RECORDS PROVIDED:
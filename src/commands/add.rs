use crate::commands::open_repository;
use anyhow::Result;
use colored::Colorize;

pub fn run(files: &[String], all: bool) -> Result<()> {
    let repository = open_repository()?;
    let outcome = repository.add(files, all)?;

    if !outcome.staged.is_empty() {
        println!("Added {} file(s) to the staging area", outcome.staged.len());
    }
    if !outcome.ignored.is_empty() {
        println!("Ignored {} file(s)", outcome.ignored.len());
    }
    for (path, reason) in &outcome.failed {
        eprintln!("{} {}: {}", "error:".red(), path.display(), reason);
    }
    if outcome.staged.is_empty() && outcome.ignored.is_empty() && outcome.failed.is_empty() {
        println!("No files added");
    }

    if !outcome.failed.is_empty() {
        anyhow::bail!("failed to add {} file(s)", outcome.failed.len());
    }

    Ok(())
}

pub fn unstage(file: &str) -> Result<()> {
    let repository = open_repository()?;
    let path = repository.unstage(file)?;

    println!("Unstaged '{}'", path.display());
    Ok(())
}
//! HEAD and branch pointer persistence.
//!
//! HEAD is either symbolic (`ref: refs/heads/<name>`), direct (a commit id,
//! detached), or empty (no commits yet). Branch refs live as flat files
//! under `refs/heads/`, one commit id per file. Ref writes take an
//! exclusive advisory lock; readers of a concurrently-updated ref still see
//! either the old or the new id because writes are single small `write_all`
//! calls, but nothing serializes two racing commands beyond that.

use crate::artifacts::branch_name::BranchName;
use crate::artifacts::commit::CommitId;
use crate::errors::{RepositoryError, Result};
use derive_new::new;
use file_guard::Lock;
use std::io::Write;
use std::ops::DerefMut;
use std::path::{Path, PathBuf};
use tracing::debug;
use walkdir::WalkDir;

pub const HEAD_FILE: &str = "HEAD";

const SYMREF_PREFIX: &str = "ref: refs/heads/";

/// Parsed state of the HEAD pointer.
#[derive(Debug, Clone, PartialEq, Eq)]
pub enum HeadState {
    /// HEAD follows a branch; `target` is `None` while the branch has no
    /// commits yet (freshly initialized repository).
    Attached {
        branch: BranchName,
        target: Option<CommitId>,
    },
    Detached(CommitId),
    Unborn,
}

impl HeadState {
    pub fn commit_id(&self) -> Option<&CommitId> {
        match self {
            HeadState::Attached { target, .. } => target.as_ref(),
            HeadState::Detached(id) => Some(id),
            HeadState::Unborn => None,
        }
    }

    pub fn branch(&self) -> Option<&BranchName> {
        match self {
            HeadState::Attached { branch, .. } => Some(branch),
            _ => None,
        }
    }
}

/// File-backed reference store rooted at the metadata directory.
#[derive(Debug, new)]
pub struct Refs {
    path: Box<Path>,
}

impl Refs {
    pub fn head(&self) -> Result<HeadState> {
        let head_path = self.head_path();
        if !head_path.exists() {
            return Ok(HeadState::Unborn);
        }

        let content = std::fs::read_to_string(&head_path)?;
        let content = content.trim();

        if content.is_empty() {
            return Ok(HeadState::Unborn);
        }

        if let Some(name) = content.strip_prefix(SYMREF_PREFIX) {
            let branch =
                BranchName::try_parse(name).map_err(|_| RepositoryError::InvalidReference {
                    reason: format!("HEAD points at malformed branch name '{name}'"),
                })?;
            let target = self.read_branch(&branch)?;

            return Ok(HeadState::Attached { branch, target });
        }

        if content.starts_with("ref:") {
            return Err(RepositoryError::InvalidReference {
                reason: format!("unparseable symbolic HEAD '{content}'"),
            });
        }

        Ok(HeadState::Detached(CommitId::try_parse(content)?))
    }

    /// Commit id HEAD currently resolves to, if any.
    pub fn resolve_head(&self) -> Result<Option<CommitId>> {
        Ok(self.head()?.commit_id().cloned())
    }

    pub fn current_branch(&self) -> Result<Option<BranchName>> {
        Ok(self.head()?.branch().cloned())
    }

    /// Point HEAD at `id`. With a branch, HEAD becomes symbolic and the
    /// branch ref is moved to `id`; without one, HEAD detaches.
    pub fn set_head(&self, id: &CommitId, branch: Option<&BranchName>) -> Result<()> {
        match branch {
            Some(branch) => {
                debug!(%branch, %id, "updating symbolic HEAD");
                self.write_ref_file(&self.branch_path(branch), &format!("{id}\n"))?;
                self.write_ref_file(&self.head_path(), &format!("{SYMREF_PREFIX}{branch}\n"))
            }
            None => {
                debug!(%id, "detaching HEAD");
                self.write_ref_file(&self.head_path(), &format!("{id}\n"))
            }
        }
    }

    /// Attach HEAD to a branch without touching the branch ref.
    pub fn attach_head(&self, branch: &BranchName) -> Result<()> {
        self.write_ref_file(&self.head_path(), &format!("{SYMREF_PREFIX}{branch}\n"))
    }

    pub fn list_branches(&self) -> Result<Vec<BranchName>> {
        let heads = self.heads_path();
        if !heads.exists() {
            return Ok(Vec::new());
        }

        let mut branches: Vec<BranchName> = WalkDir::new(&heads)
            .max_depth(1)
            .into_iter()
            .filter_map(|entry| entry.ok())
            .filter(|entry| entry.path().is_file())
            .filter_map(|entry| BranchName::try_parse(&entry.file_name().to_string_lossy()).ok())
            .collect();

        branches.sort();
        Ok(branches)
    }

    pub fn branch_exists(&self, name: &BranchName) -> bool {
        self.branch_path(name).exists()
    }

    /// Commit id a branch points at; `None` when the ref file is missing or
    /// still empty (branch created at init, before the first commit).
    pub fn read_branch(&self, name: &BranchName) -> Result<Option<CommitId>> {
        let path = self.branch_path(name);
        if !path.exists() {
            return Ok(None);
        }

        let content = std::fs::read_to_string(&path)?;
        let content = content.trim();
        if content.is_empty() {
            return Ok(None);
        }

        CommitId::try_parse(content)
            .map(Some)
            .map_err(|_| RepositoryError::InvalidReference {
                reason: format!("branch '{name}' contains unparseable content"),
            })
    }

    pub fn create_branch(&self, name: &BranchName, id: &CommitId) -> Result<()> {
        if self.branch_exists(name) {
            return Err(RepositoryError::BranchAlreadyExists(name.to_string()));
        }

        debug!(branch = %name, at = %id, "creating branch");
        self.write_ref_file(&self.branch_path(name), &format!("{id}\n"))
    }

    /// Delete a branch ref, returning the id it pointed at.
    pub fn delete_branch(&self, name: &BranchName) -> Result<Option<CommitId>> {
        if !self.branch_exists(name) {
            return Err(RepositoryError::BranchNotFound(name.to_string()));
        }

        if self.current_branch()?.as_ref() == Some(name) {
            return Err(RepositoryError::CannotDeleteCurrentBranch(name.to_string()));
        }

        let id = self.read_branch(name)?;
        std::fs::remove_file(self.branch_path(name))?;
        debug!(branch = %name, "deleted branch");

        Ok(id)
    }

    /// Rename a branch; when it is the current branch, HEAD's symbolic
    /// target is rewritten in the same operation. Returns whether HEAD
    /// followed the rename.
    pub fn rename_branch(&self, old: &BranchName, new: &BranchName) -> Result<bool> {
        if !self.branch_exists(old) {
            return Err(RepositoryError::BranchNotFound(old.to_string()));
        }
        if self.branch_exists(new) {
            return Err(RepositoryError::BranchAlreadyExists(new.to_string()));
        }

        std::fs::rename(self.branch_path(old), self.branch_path(new))?;

        let head_follows = self.current_branch()?.as_ref() == Some(old);
        if head_follows {
            self.attach_head(new)?;
        }
        debug!(%old, %new, head_follows, "renamed branch");

        Ok(head_follows)
    }

    /// Locked whole-file rewrite of a single ref.
    fn write_ref_file(&self, path: &Path, content: &str) -> Result<()> {
        if let Some(parent) = path.parent() {
            std::fs::create_dir_all(parent)?;
        }

        let mut file = std::fs::OpenOptions::new()
            .write(true)
            .create(true)
            .truncate(true)
            .open(path)?;
        let mut lock = file_guard::lock(&mut file, Lock::Exclusive, 0, 1)?;
        lock.deref_mut().write_all(content.as_bytes())?;

        Ok(())
    }

    pub fn head_path(&self) -> PathBuf {
        self.path.join(HEAD_FILE)
    }

    pub fn refs_path(&self) -> PathBuf {
        self.path.join("refs")
    }

    pub fn heads_path(&self) -> PathBuf {
        self.refs_path().join("heads")
    }

    fn branch_path(&self, name: &BranchName) -> PathBuf {
        self.heads_path().join(name.as_str())
    }
}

REQUIREMENT: The exercise is to copy out every line above that has the word "ignored" in it.

ANSWER TO THIS PROBLEM:
    if !outcome.ignored.is_empty() {
        println!("Ignored {} file(s)", outcome.ignored.len());
    if outcome.staged.is_empty() && outcome.ignored.is_empty() && outcome.failed.is_empty() {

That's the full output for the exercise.